• Instructions for the task:
Filter the data for lines with the word "bool", then copy every line so identified.

• Provided records:
++++

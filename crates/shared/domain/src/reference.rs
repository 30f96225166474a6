use crate::constants::CUTTING_PART;
use serde::{Deserialize, Serialize};

/// An entry of a reference book (cutting parts, perforation types, lasting types).
#[derive(Debug, Clone, Default, PartialEq, Serialize, Deserialize)]
#[serde(rename_all = "camelCase")]
pub struct ReferenceItem {
    pub id: String,
    #[serde(default, skip_serializing_if = "Option::is_none")]
    pub code: Option<String>,
    pub name: String,
    #[serde(default, skip_serializing_if = "Option::is_none")]
    pub description: Option<String>,
    #[serde(rename = "type")]
    pub kind: String,
    #[serde(default = "active")]
    pub is_active: bool,
}

impl ReferenceItem {
    /// Id-only cutting part reference; display attributes are filled by a lookup later.
    #[must_use]
    pub fn cutting_part(id: impl Into<String>) -> Self {
        Self { id: id.into(), kind: CUTTING_PART.to_owned(), is_active: true, ..Self::default() }
    }
}

const fn active() -> bool {
    true
}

++++

• Answer to this exercise:
    pub is_active: bool,
const fn active() -> bool {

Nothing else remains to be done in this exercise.